MAC Cosmetics took social causes combined with customer experience innovation to new levels by partnering with The Sims to inspire 12 new makeup looks and colour palettes that worked with an array of skin tones. Through the Create-a-Sim tool, gamers can sample and mix and match, then replicate the on-screen looks in real life by opting into buying the physical products. With the ongoing pandemic and subsequent lockdowns, MAC saw the opportunity to engage a diverse and universal audience that had taken to creating their own utopias via gaming. They took advantage of this platform to connect with consumers, offer a virtual customer experience, enhance brand relevance by promoting inclusivity and, ultimately, encourage sales conversion.

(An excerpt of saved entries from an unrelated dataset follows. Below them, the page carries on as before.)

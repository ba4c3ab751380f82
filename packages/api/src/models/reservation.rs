//! Reservation records.

use chrono::{NaiveDate, NaiveDateTime, NaiveTime};
use serde::{Deserialize, Serialize};
use std::fmt;

#[derive(Debug, Clone, Copy, Default, PartialEq, Eq, Hash, Serialize, Deserialize)]
#[serde(rename_all = "SCREAMING_SNAKE_CASE")]
pub enum ReservationArea {
    #[default]
    Indoor,
    Outdoor,
}

impl ReservationArea {
    pub const ALL: [ReservationArea; 2] = [ReservationArea::Indoor, ReservationArea::Outdoor];

    pub fn as_str(&self) -> &'static str {
        match self {
            ReservationArea::Indoor => "INDOOR",
            ReservationArea::Outdoor => "OUTDOOR",
        }
    }

    pub fn parse(s: &str) -> Option<Self> {
        Self::ALL.into_iter().find(|a| a.as_str().eq_ignore_ascii_case(s))
    }
}

impl fmt::Display for ReservationArea {
    fn fmt(&self, f: &mut fmt::Formatter<'_>) -> fmt::Result {
        f.write_str(self.as_str())
    }
}

#[derive(Debug, Clone, Copy, Default, PartialEq, Eq, Hash, Serialize, Deserialize)]
#[serde(rename_all = "SCREAMING_SNAKE_CASE")]
pub enum ReservationStatus {
    Confirmed,
    #[default]
    Pending,
    Cancelled,
}

impl ReservationStatus {
    pub const ALL: [ReservationStatus; 3] = [
        ReservationStatus::Confirmed,
        ReservationStatus::Pending,
        ReservationStatus::Cancelled,
    ];

    pub fn as_str(&self) -> &'static str {
        match self {
            ReservationStatus::Confirmed => "CONFIRMED",
            ReservationStatus::Pending => "PENDING",
            ReservationStatus::Cancelled => "CANCELLED",
        }
    }

    pub fn parse(s: &str) -> Option<Self> {
        Self::ALL.into_iter().find(|st| st.as_str().eq_ignore_ascii_case(s))
    }

    /// Lower-case name for CSS modifiers.
    pub fn slug(&self) -> &'static str {
        match self {
            ReservationStatus::Confirmed => "confirmed",
            ReservationStatus::Pending => "pending",
            ReservationStatus::Cancelled => "cancelled",
        }
    }
}

impl fmt::Display for ReservationStatus {
    fn fmt(&self, f: &mut fmt::Formatter<'_>) -> fmt::Result {
        f.write_str(self.as_str())
    }
}

/// Wire format for times: `HH:MM`, tolerating `HH:MM:SS` on input.
mod hhmm {
    use chrono::NaiveTime;
    use serde::{Deserialize, Deserializer, Serializer};

    pub fn serialize<S: Serializer>(time: &NaiveTime, s: S) -> Result<S::Ok, S::Error> {
        s.serialize_str(&time.format("%H:%M").to_string())
    }

    pub fn deserialize<'de, D: Deserializer<'de>>(d: D) -> Result<NaiveTime, D::Error> {
        let raw = String::deserialize(d)?;
        NaiveTime::parse_from_str(&raw, "%H:%M")
            .or_else(|_| NaiveTime::parse_from_str(&raw, "%H:%M:%S"))
            .map_err(serde::de::Error::custom)
    }
}

/// A reservation as stored by the backend.
#[derive(Debug, Clone, PartialEq, Serialize, Deserialize)]
#[serde(rename_all = "camelCase")]
pub struct Reservation {
    pub id: i64,
    pub name: String,
    pub email: String,
    pub phone: String,
    pub reservation_date: NaiveDate,
    #[serde(with = "hhmm")]
    pub reservation_time: NaiveTime,
    #[serde(alias = "partySize")]
    pub number_of_people: u32,
    #[serde(default)]
    pub reservation_area: ReservationArea,
    #[serde(default)]
    pub status: ReservationStatus,
    #[serde(default)]
    pub special_requests: Option<String>,
}

impl Reservation {
    pub fn starts_at(&self) -> NaiveDateTime {
        self.reservation_date.and_time(self.reservation_time)
    }

    /// "20/06/2030 21:00"
    pub fn display_when(&self) -> String {
        self.starts_at().format("%d/%m/%Y %H:%M").to_string()
    }
}

/// Form state staged before submission.
#[derive(Debug, Clone, PartialEq, Serialize, Deserialize)]
#[serde(rename_all = "camelCase")]
pub struct ReservationRequest {
    pub name: String,
    pub email: String,
    pub phone: String,
    pub reservation_date: NaiveDate,
    #[serde(with = "hhmm")]
    pub reservation_time: NaiveTime,
    pub number_of_people: u32,
    pub reservation_area: ReservationArea,
    #[serde(skip_serializing_if = "Option::is_none")]
    pub special_requests: Option<String>,
}

impl From<&Reservation> for ReservationRequest {
    fn from(r: &Reservation) -> Self {
        Self {
            name: r.name.clone(),
            email: r.email.clone(),
            phone: r.phone.clone(),
            reservation_date: r.reservation_date,
            reservation_time: r.reservation_time,
            number_of_people: r.number_of_people,
            reservation_area: r.reservation_area,
            special_requests: r.special_requests.clone(),
        }
    }
}

#[cfg(test)]
mod tests {
    use super::*;

    #[test]
    fn test_reservation_accepts_party_size_alias() {
        let json = r#"{
            "id": 3,
            "name": "Grace",
            "email": "grace@example.com",
            "phone": "+34 600 000 000",
            "reservationDate": "2030-05-04",
            "reservationTime": "20:30:00",
            "partySize": 4,
            "reservationArea": "OUTDOOR",
            "status": "CONFIRMED"
        }"#;
        let r: Reservation = serde_json::from_str(json).unwrap();
        assert_eq!(r.number_of_people, 4);
        assert_eq!(r.reservation_area, ReservationArea::Outdoor);
        assert_eq!(r.status, ReservationStatus::Confirmed);
        assert_eq!(r.reservation_time, NaiveTime::from_hms_opt(20, 30, 0).unwrap());
        assert!(r.special_requests.is_none());
    }

    #[test]
    fn test_request_serializes_wire_names() {
        let request = ReservationRequest {
            name: "Grace".into(),
            email: "grace@example.com".into(),
            phone: "600000000".into(),
            reservation_date: NaiveDate::from_ymd_opt(2030, 1, 2).unwrap(),
            reservation_time: NaiveTime::from_hms_opt(9, 5, 0).unwrap(),
            number_of_people: 2,
            reservation_area: ReservationArea::Indoor,
            special_requests: None,
        };
        let json = serde_json::to_value(&request).unwrap();
        assert_eq!(json["reservationTime"], "09:05");
        assert_eq!(json["reservationDate"], "2030-01-02");
        assert_eq!(json["numberOfPeople"], 2);
        assert_eq!(json["reservationArea"], "INDOOR");
        assert!(json.get("specialRequests").is_none());
    }

    #[test]
    fn test_status_parse_is_case_insensitive() {
        assert_eq!(ReservationStatus::parse("cancelled"), Some(ReservationStatus::Cancelled));
        assert_eq!(ReservationStatus::parse("nope"), None);
        assert_eq!(ReservationArea::parse("Outdoor"), Some(ReservationArea::Outdoor));
    }
}
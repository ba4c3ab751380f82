//! Collection views over already-fetched rows. Search, filter, sort and paging
//! are all applied locally through [`api::ListQuery`].

mod pagination;
mod reservations;
mod users;

pub use pagination::Pagination;
pub use reservations::ReservationTable;
pub use users::UserTable;

use api::{ListQuery, SortDir};
use dioxus::prelude::*;

/// Header label with the current sort arrow.
pub(crate) fn sort_label(query: &ListQuery, column: &str, label: &str) -> String {
    match (query.sort_by.as_deref() == Some(column), query.sort_dir) {
        (true, SortDir::Asc) => format!("{label} ▲"),
        (true, SortDir::Desc) => format!("{label} ▼"),
        (false, _) => label.to_string(),
    }
}

/// Clickable column header that toggles sorting on `column`.
pub(crate) fn sort_header(
    mut query: Signal<ListQuery>,
    column: &'static str,
    label: &'static str,
) -> Element {
    let text = sort_label(&query.read(), column, label);
    rsx! {
        th {
            class: "sortable",
            onclick: move |_| query.write().toggle_sort(column),
            "{text}"
        }
    }
}
//! Registration page.

use dioxus::prelude::*;
use ui::{use_session, RegisterForm};

use crate::Route;

#[component]
pub fn Register() -> Element {
    let session = use_session();
    let nav = use_navigator();

    // If already logged in, redirect home
    use_effect(move || {
        let state = session();
        if !state.loading && state.is_authenticated() {
            nav.replace(Route::Home {});
        }
    });

    rsx! {
        div {
            class: "auth-card",
            h1 { "Create account" }
            p { class: "auth-subtitle", "Keep track of your bookings and get confirmations by email." }

            RegisterForm {
                on_success: move |_| {
                    nav.push(Route::Home {});
                },
            }

            p {
                class: "auth-footer",
                "Already have an account? "
                Link { to: Route::Login {}, "Sign in" }
            }
        }
    }
}
use api::guard::evaluate;
use api::{Access, GuardDecision};
use dioxus::prelude::*;

use crate::session::use_session;

/// Renders `children` only when the session satisfies `access`; otherwise
/// replaces the current route with the guard's redirect target.
#[component]
pub fn Protected(access: Access, children: Element) -> Element {
    let session = use_session();
    let nav = use_navigator();

    use_effect(move || {
        if let GuardDecision::Redirect(to) = evaluate(&session(), access) {
            tracing::info!("Route guard redirecting to {}", to);
            nav.replace(to);
        }
    });

    match evaluate(&session(), access) {
        GuardDecision::Allow => rsx! { {children} },
        GuardDecision::Pending | GuardDecision::Redirect(_) => rsx! {},
    }
}
//! Editor for the site metadata singleton.

use crate::db::Repository;
use crate::errors::AppError;
use crate::models::{SiteDetails, SiteMetadata, SiteMetadataPatch};

/// Form state for the metadata page.
///
/// The whole draft is written on save, so the social map is replaced rather than merged.
pub struct MetadataEditor {
    repo: Repository,
    draft: SiteDetails,
    loaded: bool,
}

impl MetadataEditor {
    /// Open the editor; absent or unreadable metadata leaves a blank draft.
    pub async fn open(repo: Repository) -> Self {
        let mut editor = Self {
            repo,
            draft: SiteDetails::default(),
            loaded: false,
        };
        if let Err(e) = editor.reload().await {
            tracing::error!("Error loading metadata: {}", e);
        }
        editor
    }

    /// Replace the draft with the stored metadata, if any.
    pub async fn reload(&mut self) -> Result<(), AppError> {
        if let Some(metadata) = self.repo.get_site_metadata().await? {
            self.draft = metadata.details;
            self.loaded = true;
        }
        Ok(())
    }

    /// Whether stored metadata was found.
    pub fn is_loaded(&self) -> bool {
        self.loaded
    }

    pub fn draft(&self) -> &SiteDetails {
        &self.draft
    }

    pub fn draft_mut(&mut self) -> &mut SiteDetails {
        &mut self.draft
    }

    pub fn set_social(&mut self, network: impl Into<String>, url: impl Into<String>) {
        self.draft.social.insert(network.into(), url.into());
    }

    pub fn remove_social(&mut self, network: &str) -> Option<String> {
        self.draft.social.remove(network)
    }

    /// Write the draft. On failure the draft is kept for a retry.
    pub async fn save(&mut self) -> Result<SiteMetadata, AppError> {
        match self
            .repo
            .update_site_metadata(&SiteMetadataPatch::from(&self.draft))
            .await
        {
            Ok(metadata) => {
                tracing::info!("Metadata updated successfully");
                Ok(metadata)
            }
            Err(e) => {
                tracing::error!("Error saving metadata: {}", e);
                Err(e)
            }
        }
    }
}

#[cfg(test)]
mod tests {
    use super::*;
    use crate::admin::ListField;
    use crate::db::test_repository;

    #[tokio::test]
    async fn test_unseeded_editor_cannot_save() {
        let (repo, _dir) = test_repository().await;

        let mut editor = MetadataEditor::open(repo).await;
        assert!(!editor.is_loaded());

        editor.draft_mut().name = "Someone".into();
        assert!(editor.save().await.unwrap_err().is_not_found());
        assert_eq!(editor.draft().name, "Someone");
    }

    #[tokio::test]
    async fn test_edit_certifications_and_social() {
        let (repo, _dir) = test_repository().await;
        let mut details = SiteDetails::default();
        details.social.insert("github".into(), "https://github.com/a".into());
        details.social.insert("twitter".into(), "https://x.com/a".into());
        repo.put_site_metadata(&details).await.unwrap();

        let mut editor = MetadataEditor::open(repo.clone()).await;
        assert!(editor.is_loaded());

        let certs = &mut editor.draft_mut().certifications;
        certs.push_item();
        certs.set_item(0, "CIMA");
        editor.remove_social("twitter");
        editor.set_social("linkedin", "https://linkedin.com/in/a");
        editor.save().await.unwrap();

        let stored = repo.get_site_metadata().await.unwrap().unwrap();
        assert_eq!(stored.details.certifications, vec!["CIMA"]);
        let networks: Vec<&String> = stored.details.social.keys().collect();
        assert_eq!(networks, vec!["github", "linkedin"]);
    }
}
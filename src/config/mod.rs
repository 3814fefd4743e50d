//! Configuration module for the portfolio backend.
//!
//! All configuration is loaded from environment variables with sensible defaults.

use std::env;
use std::net::SocketAddr;
use std::path::PathBuf;

use crate::errors::AppError;

/// Application configuration loaded from environment variables.
#[derive(Debug, Clone)]
pub struct Config {
    /// Key guarding the admin routes; `None` leaves them open
    pub admin_key: Option<String>,
    /// Path to SQLite database file
    pub db_path: PathBuf,
    /// Address to bind the server to
    pub bind_addr: SocketAddr,
    /// Log level (trace, debug, info, warn, error)
    pub log_level: String,
    /// Bulk-insert the bundled dataset at startup
    pub seed_on_start: bool,
}

impl Config {
    /// Load configuration from environment variables.
    pub fn from_env() -> Result<Self, AppError> {
        dotenvy::dotenv().ok();

        let admin_key = env::var("PORTFOLIO_ADMIN_KEY")
            .ok()
            .filter(|k| !k.trim().is_empty());

        let db_path = env::var("PORTFOLIO_DB_PATH")
            .unwrap_or_else(|_| "./data/portfolio.sqlite".to_string())
            .into();

        let bind_addr = env::var("PORTFOLIO_BIND_ADDR")
            .unwrap_or_else(|_| "127.0.0.1:8080".to_string())
            .parse()
            .map_err(|e| AppError::Internal(format!("Invalid PORTFOLIO_BIND_ADDR: {}", e)))?;

        let log_level = env::var("PORTFOLIO_LOG_LEVEL").unwrap_or_else(|_| "info".to_string());

        let seed_on_start = env::var("PORTFOLIO_SEED_ON_START")
            .map(|v| parse_flag(&v))
            .unwrap_or(false);

        Ok(Self {
            admin_key,
            db_path,
            bind_addr,
            log_level,
            seed_on_start,
        })
    }
}

fn parse_flag(value: &str) -> bool {
    matches!(
        value.trim().to_ascii_lowercase().as_str(),
        "1" | "true" | "yes" | "on"
    )
}
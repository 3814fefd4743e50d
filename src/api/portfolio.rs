//! Public page endpoint.

use axum::extract::State;

use super::{success, ApiResult};
use crate::views::PortfolioPage;
use crate::AppState;

/// GET /api/portfolio - Every public section with its own load state.
pub async fn get_portfolio(State(state): State<AppState>) -> ApiResult<PortfolioPage> {
    let revision_id = state.repo.get_revision_id().await.unwrap_or(0);
    let page = PortfolioPage::load(&state.repo).await;
    success(page, revision_id)
}
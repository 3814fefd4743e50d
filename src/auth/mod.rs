//! Admin key gate for the mutating routes.

use axum::{
    extract::Request,
    http::{header, HeaderMap},
    middleware::Next,
    response::{IntoResponse, Response},
};
use subtle::ConstantTimeEq;

use crate::errors::{AppError, AppErrorWithRevision};

/// Header name for the admin key.
pub const API_KEY_HEADER: &str = "x-api-key";

/// Middleware guarding the admin router. With no key configured every request passes.
pub async fn admin_key_layer(
    expected_key: Option<String>,
    request: Request,
    next: Next,
) -> Response {
    let checked = authorize(expected_key.as_deref(), request.headers());
    match checked {
        Ok(()) => next.run(request).await,
        Err(error) => {
            tracing::warn!(path = %request.uri().path(), "Rejected admin request: {}", error.message());
            AppErrorWithRevision {
                error,
                revision_id: 0,
            }
            .into_response()
        }
    }
}

fn authorize(expected: Option<&str>, headers: &HeaderMap) -> Result<(), AppError> {
    let Some(expected) = expected else {
        return Ok(());
    };

    match presented_key(headers) {
        None => Err(AppError::Unauthorized("Missing admin key".to_string())),
        Some(key) if bool::from(key.as_bytes().ct_eq(expected.as_bytes())) => Ok(()),
        Some(_) => Err(AppError::Unauthorized("Invalid admin key".to_string())),
    }
}

/// Key sent by the caller: `x-api-key` first, else an `Authorization: Bearer` token.
fn presented_key(headers: &HeaderMap) -> Option<&str> {
    header_str(headers, API_KEY_HEADER).or_else(|| {
        header_str(headers, header::AUTHORIZATION.as_str())?.strip_prefix("Bearer ")
    })
}

fn header_str<'a>(headers: &'a HeaderMap, name: &str) -> Option<&'a str> {
    headers.get(name).and_then(|v| v.to_str().ok())
}

#[cfg(test)]
mod tests {
    use super::*;
    use axum::{body::Body, http::StatusCode, middleware, routing::post, Router};
    use serde_json::Value;
    use tower::ServiceExt;

    const KEY: &str = "admin-key-123";

    fn gated(expected: Option<&str>) -> Router {
        let expected = expected.map(str::to_string);
        Router::new()
            .route("/admin", post(|| async { "ok" }))
            .layer(middleware::from_fn(move |req, next| {
                admin_key_layer(expected.clone(), req, next)
            }))
    }

    async fn send(expected: Option<&str>, headers: &[(&str, &str)]) -> (StatusCode, Option<Value>) {
        let mut builder = Request::builder().method("POST").uri("/admin");
        for (name, value) in headers {
            builder = builder.header(*name, *value);
        }

        let response = gated(expected)
            .oneshot(builder.body(Body::empty()).unwrap())
            .await
            .unwrap();
        let status = response.status();
        let bytes = axum::body::to_bytes(response.into_body(), usize::MAX)
            .await
            .unwrap();
        (status, serde_json::from_slice(&bytes).ok())
    }

    #[tokio::test]
    async fn test_accepts_key_header_and_bearer() {
        let (status, _) = send(Some(KEY), &[(API_KEY_HEADER, KEY)]).await;
        assert_eq!(status, StatusCode::OK);

        let bearer = format!("Bearer {}", KEY);
        let (status, _) = send(Some(KEY), &[("authorization", bearer.as_str())]).await;
        assert_eq!(status, StatusCode::OK);
    }

    #[tokio::test]
    async fn test_bearer_prefix_required() {
        let (status, body) = send(Some(KEY), &[("authorization", KEY)]).await;

        assert_eq!(status, StatusCode::UNAUTHORIZED);
        let body = body.unwrap();
        assert_eq!(body["success"], false);
        assert_eq!(body["error"]["code"], "UNAUTHORIZED");
        assert_eq!(body["error"]["message"], "Missing admin key");
    }

    #[tokio::test]
    async fn test_right_key_in_wrong_header() {
        let (status, _) = send(Some(KEY), &[("x-admin-key", KEY)]).await;
        assert_eq!(status, StatusCode::UNAUTHORIZED);
    }

    #[tokio::test]
    async fn test_wrong_key_header_wins_over_bearer() {
        let bearer = format!("Bearer {}", KEY);
        let (status, body) = send(
            Some(KEY),
            &[(API_KEY_HEADER, "admin-key-124"), ("authorization", bearer.as_str())],
        )
        .await;

        assert_eq!(status, StatusCode::UNAUTHORIZED);
        assert_eq!(body.unwrap()["error"]["message"], "Invalid admin key");
    }

    #[tokio::test]
    async fn test_open_without_configured_key() {
        let (status, _) = send(None, &[]).await;
        assert_eq!(status, StatusCode::OK);
    }
}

As we emerge from the pandemic, retailers must be conscious that health and beauty is a personal experience and unique to each person. Consumers will be looking to purchase more ethically and sustainably and will have introduced new self-care rituals that retailers will need to catch up with and engage consumers in a very targeted and authentic way. They will also be craving refreshed, innovative products and experiences, and the ability for brands to cater to consumer lust for the differentiated will be critical to their future success.
A great example is that of perfume producer, Eau de Space, which worked with NASA to develop a scent that smelt like space. For every sale of the product, the company gives a portion back to a STEM program encouraging experiential space education.
Beauty experiences post-pandemic must be experiences that matter, that constantly strive for uniqueness, that are inclusive, accessible and representative of all – and will be driven first-and foremost by the needs of the consumer.